SUPPLIED DATA -
◇ ◇ ◇ ◇ ◇

//! Dual-process thought generation.
//!
//! With probability `system1_prob` an agent takes the fast path: one reactive
//! candidate from the trigger alone, at a higher temperature. Otherwise it
//! deliberates: several candidates conditioned on retrieved memories and the
//! recent conversation.

use rand::Rng;
use thoughtful_llm::{CompletionRequest, ServiceError};
use thoughtful_memory::RecallMatch;
use thoughtful_types::IdKind;
use tracing::debug;

use crate::conversation::Utterance;
use crate::error::{AgentError, Result};
use crate::prompt::{self, INITIATE_TAG, RESPOND_TAG};
use crate::types::Services;

use super::{Thought, ThoughtKind, ThoughtReservoir};

const FAST_MAX_TOKENS: u32 = 120;
const DELIBERATE_MAX_TOKENS: u32 = 400;

/// Which generation path was taken.
#[derive(Debug, Clone, Copy, PartialEq, Eq)]
pub enum GenerationPath {
    /// System 1.
    Fast,
    /// System 2.
    Deliberate,
}

/// Inputs to one generation.
#[derive(Debug, Clone, Copy)]
pub struct GenerationRequest<'a> {
    pub agent_name: &'a str,
    pub topic: &'a str,
    pub trigger: &'a Utterance,
    pub memories: &'a [RecallMatch],
    pub context: &'a [Utterance],
    pub turn: u64,
    pub system1_prob: f32,
}

impl ThoughtReservoir {
    /// Pick a path: fast with probability `system1_prob`.
    pub fn choose_path<R: Rng + ?Sized>(system1_prob: f32, rng: &mut R) -> GenerationPath {
        if rng.random::<f32>() < system1_prob {
            GenerationPath::Fast
        } else {
            GenerationPath::Deliberate
        }
    }

    /// Generate pending thoughts for a trigger, with embeddings.
    ///
    /// The reservoir is not modified; pass the evaluated result to
    /// [`add`](Self::add).
    pub async fn generate<R: Rng + ?Sized>(
        &self,
        services: &Services,
        request: &GenerationRequest<'_>,
        rng: &mut R,
    ) -> Result<Vec<Thought>> {
        let path = Self::choose_path(request.system1_prob, rng);
        let candidates = match path {
            GenerationPath::Fast => self.fast_candidates(services, request).await?,
            GenerationPath::Deliberate => self.deliberate_candidates(services, request).await?,
        };
        debug!(
            agent_id = %self.agent_id(),
            ?path,
            candidates = candidates.len(),
            turn = request.turn,
            "Generated candidates"
        );
        if candidates.is_empty() {
            return Ok(Vec::new());
        }

        let texts: Vec<&str> = candidates.iter().map(|(text, _)| text.as_str()).collect();
        let embeddings = services
            .embedder
            .embed_batch(&texts)
            .await
            .map_err(ServiceError::Embedding)?;
        if embeddings.len() != candidates.len() {
            return Err(AgentError::internal(format!(
                "expected {} embeddings, got {}",
                candidates.len(),
                embeddings.len()
            )));
        }

        Ok(candidates
            .into_iter()
            .zip(embeddings)
            .map(|((content, kind), embedding)| {
                Thought::new(
                    services.ids.next_id(IdKind::Thought),
                    self.agent_id(),
                    content,
                    embedding,
                    &request.trigger.id,
                    kind,
                    request.turn,
                )
            })
            .collect())
    }

    async fn fast_candidates(
        &self,
        services: &Services,
        request: &GenerationRequest<'_>,
    ) -> Result<Vec<(String, ThoughtKind)>> {
        let (system, user) = prompt::fast_thought_prompt(request.agent_name, request.topic, request.trigger);
        let completion = CompletionRequest::chat(system, user, self.config().system1_temperature)
            .with_max_tokens(FAST_MAX_TOKENS);
        let response = services
            .backend
            .complete(completion)
            .await
            .map_err(ServiceError::Completion)?;

        Ok(parse_candidates(&response.text, 1)
            .into_iter()
            .map(|(content, _)| (content, ThoughtKind::Reactive))
            .collect())
    }

    async fn deliberate_candidates(
        &self,
        services: &Services,
        request: &GenerationRequest<'_>,
    ) -> Result<Vec<(String, ThoughtKind)>> {
        let max = self.config().deliberate_candidates;
        let (system, user) = prompt::deliberate_thought_prompt(
            request.agent_name,
            request.topic,
            request.trigger,
            request.memories,
            request.context,
            max,
        );
        let completion = CompletionRequest::chat(system, user, self.config().system2_temperature)
            .with_max_tokens(DELIBERATE_MAX_TOKENS);
        let response = services
            .backend
            .complete(completion)
            .await
            .map_err(ServiceError::Completion)?;

        Ok(parse_candidates(&response.text, max))
    }
}

/// Split a completion into at most `max` tagged candidates.
///
/// List markers, tags and wrapping quotes are stripped and empty lines are
/// dropped. Untagged lines are self-initiated.
pub fn parse_candidates(text: &str, max: usize) -> Vec<(String, ThoughtKind)> {
    text.lines()
        .filter_map(|line| {
            let line = strip_list_marker(line.trim());
            let (kind, rest) = strip_tag(line);
            let content = strip_quotes(rest.trim()).trim();
            (!content.is_empty()).then(|| (content.to_string(), kind))
        })
        .take(max)
        .collect()
}

fn strip_list_marker(line: &str) -> &str {
    for marker in ['-', '*', '•'] {
        if let Some(rest) = line.strip_prefix(marker)
            && (rest.is_empty() || rest.starts_with(char::is_whitespace))
        {
            return rest.trim_start();
        }
    }
    let digits = line.chars().take_while(|c| c.is_ascii_digit()).count();
    if digits > 0 {
        let rest = &line[digits..];
        if let Some(rest) = rest.strip_prefix('.').or_else(|| rest.strip_prefix(')')) {
            return rest.trim_start();
        }
    }
    line
}

fn strip_tag(line: &str) -> (ThoughtKind, &str) {
    let lower = line.to_ascii_lowercase();
    if lower.starts_with(RESPOND_TAG) {
        (ThoughtKind::Reactive, &line[RESPOND_TAG.len()..])
    } else if lower.starts_with(INITIATE_TAG) {
        (ThoughtKind::SelfInitiated, &line[INITIATE_TAG.len()..])
    } else {
        (ThoughtKind::SelfInitiated, line)
    }
}

fn strip_quotes(s: &str) -> &str {
    s.strip_prefix('"')
        .and_then(|inner| inner.strip_suffix('"'))
        .unwrap_or(s)
}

◇ ◇ ◇ ◇ ◇

TASK TO COMPLETE - Copy the material above, keeping every line exactly as it stands.

ANSWER TO THE PROBLEM -
//! Dual-process thought generation.
//!
//! With probability `system1_prob` an agent takes the fast path: one reactive
//! candidate from the trigger alone, at a higher temperature. Otherwise it
//! deliberates: several candidates conditioned on retrieved memories and the
//! recent conversation.

use rand::Rng;
use thoughtful_llm::{CompletionRequest, ServiceError};
use thoughtful_memory::RecallMatch;
use thoughtful_types::IdKind;
use tracing::debug;

use crate::conversation::Utterance;
use crate::error::{AgentError, Result};
use crate::prompt::{self, INITIATE_TAG, RESPOND_TAG};
use crate::types::Services;

use super::{Thought, ThoughtKind, ThoughtReservoir};

const FAST_MAX_TOKENS: u32 = 120;
const DELIBERATE_MAX_TOKENS: u32 = 400;

/// Which generation path was taken.
#[derive(Debug, Clone, Copy, PartialEq, Eq)]
pub enum GenerationPath {
    /// System 1.
    Fast,
    /// System 2.
    Deliberate,
}

/// Inputs to one generation.
#[derive(Debug, Clone, Copy)]
pub struct GenerationRequest<'a> {
    pub agent_name: &'a str,
    pub topic: &'a str,
    pub trigger: &'a Utterance,
    pub memories: &'a [RecallMatch],
    pub context: &'a [Utterance],
    pub turn: u64,
    pub system1_prob: f32,
}

impl ThoughtReservoir {
    /// Pick a path: fast with probability `system1_prob`.
    pub fn choose_path<R: Rng + ?Sized>(system1_prob: f32, rng: &mut R) -> GenerationPath {
        if rng.random::<f32>() < system1_prob {
            GenerationPath::Fast
        } else {
            GenerationPath::Deliberate
        }
    }

    /// Generate pending thoughts for a trigger, with embeddings.
    ///
    /// The reservoir is not modified; pass the evaluated result to
    /// [`add`](Self::add).
    pub async fn generate<R: Rng + ?Sized>(
        &self,
        services: &Services,
        request: &GenerationRequest<'_>,
        rng: &mut R,
    ) -> Result<Vec<Thought>> {
        let path = Self::choose_path(request.system1_prob, rng);
        let candidates = match path {
            GenerationPath::Fast => self.fast_candidates(services, request).await?,
            GenerationPath::Deliberate => self.deliberate_candidates(services, request).await?,
        };
        debug!(
            agent_id = %self.agent_id(),
            ?path,
            candidates = candidates.len(),
            turn = request.turn,
            "Generated candidates"
        );
        if candidates.is_empty() {
            return Ok(Vec::new());
        }

        let texts: Vec<&str> = candidates.iter().map(|(text, _)| text.as_str()).collect();
        let embeddings = services
            .embedder
            .embed_batch(&texts)
            .await
            .map_err(ServiceError::Embedding)?;
        if embeddings.len() != candidates.len() {
            return Err(AgentError::internal(format!(
                "expected {} embeddings, got {}",
                candidates.len(),
                embeddings.len()
            )));
        }

        Ok(candidates
            .into_iter()
            .zip(embeddings)
            .map(|((content, kind), embedding)| {
                Thought::new(
                    services.ids.next_id(IdKind::Thought),
                    self.agent_id(),
                    content,
                    embedding,
                    &request.trigger.id,
                    kind,
                    request.turn,
                )
            })
            .collect())
    }

    async fn fast_candidates(
        &self,
        services: &Services,
        request: &GenerationRequest<'_>,
    ) -> Result<Vec<(String, ThoughtKind)>> {
        let (system, user) = prompt::fast_thought_prompt(request.agent_name, request.topic, request.trigger);
        let completion = CompletionRequest::chat(system, user, self.config().system1_temperature)
            .with_max_tokens(FAST_MAX_TOKENS);
        let response = services
            .backend
            .complete(completion)
            .await
            .map_err(ServiceError::Completion)?;

        Ok(parse_candidates(&response.text, 1)
            .into_iter()
            .map(|(content, _)| (content, ThoughtKind::Reactive))
            .collect())
    }

    async fn deliberate_candidates(
        &self,
        services: &Services,
        request: &GenerationRequest<'_>,
    ) -> Result<Vec<(String, ThoughtKind)>> {
        let max = self.config().deliberate_candidates;
        let (system, user) = prompt::deliberate_thought_prompt(
            request.agent_name,
            request.topic,
            request.trigger,
            request.memories,
            request.context,
            max,
        );
        let completion = CompletionRequest::chat(system, user, self.config().system2_temperature)
            .with_max_tokens(DELIBERATE_MAX_TOKENS);
        let response = services
            .backend
            .complete(completion)
            .await
            .map_err(ServiceError::Completion)?;

        Ok(parse_candidates(&response.text, max))
    }
}

/// Split a completion into at most `max` tagged candidates.
///
/// List markers, tags and wrapping quotes are stripped and empty lines are
/// dropped. Untagged lines are self-initiated.
pub fn parse_candidates(text: &str, max: usize) -> Vec<(String, ThoughtKind)> {
    text.lines()
        .filter_map(|line| {
            let line = strip_list_marker(line.trim());
            let (kind, rest) = strip_tag(line);
            let content = strip_quotes(rest.trim()).trim();
            (!content.is_empty()).then(|| (content.to_string(), kind))
        })
        .take(max)
        .collect()
}

fn strip_list_marker(line: &str) -> &str {
    for marker in ['-', '*', '•'] {
        if let Some(rest) = line.strip_prefix(marker)
            && (rest.is_empty() || rest.starts_with(char::is_whitespace))
        {
            return rest.trim_start();
        }
    }
    let digits = line.chars().take_while(|c| c.is_ascii_digit()).count();
    if digits > 0 {
        let rest = &line[digits..];
        if let Some(rest) = rest.strip_prefix('.').or_else(|| rest.strip_prefix(')')) {
            return rest.trim_start();
        }
    }
    line
}

fn strip_tag(line: &str) -> (ThoughtKind, &str) {
    let lower = line.to_ascii_lowercase();
    if lower.starts_with(RESPOND_TAG) {
        (ThoughtKind::Reactive, &line[RESPOND_TAG.len()..])
    } else if lower.starts_with(INITIATE_TAG) {
        (ThoughtKind::SelfInitiated, &line[INITIATE_TAG.len()..])
    } else {
        (ThoughtKind::SelfInitiated, line)
    }
}

fn strip_quotes(s: &str) -> &str {
    s.strip_prefix('"')
        .and_then(|inner| inner.strip_suffix('"'))
        .unwrap_or(s)
}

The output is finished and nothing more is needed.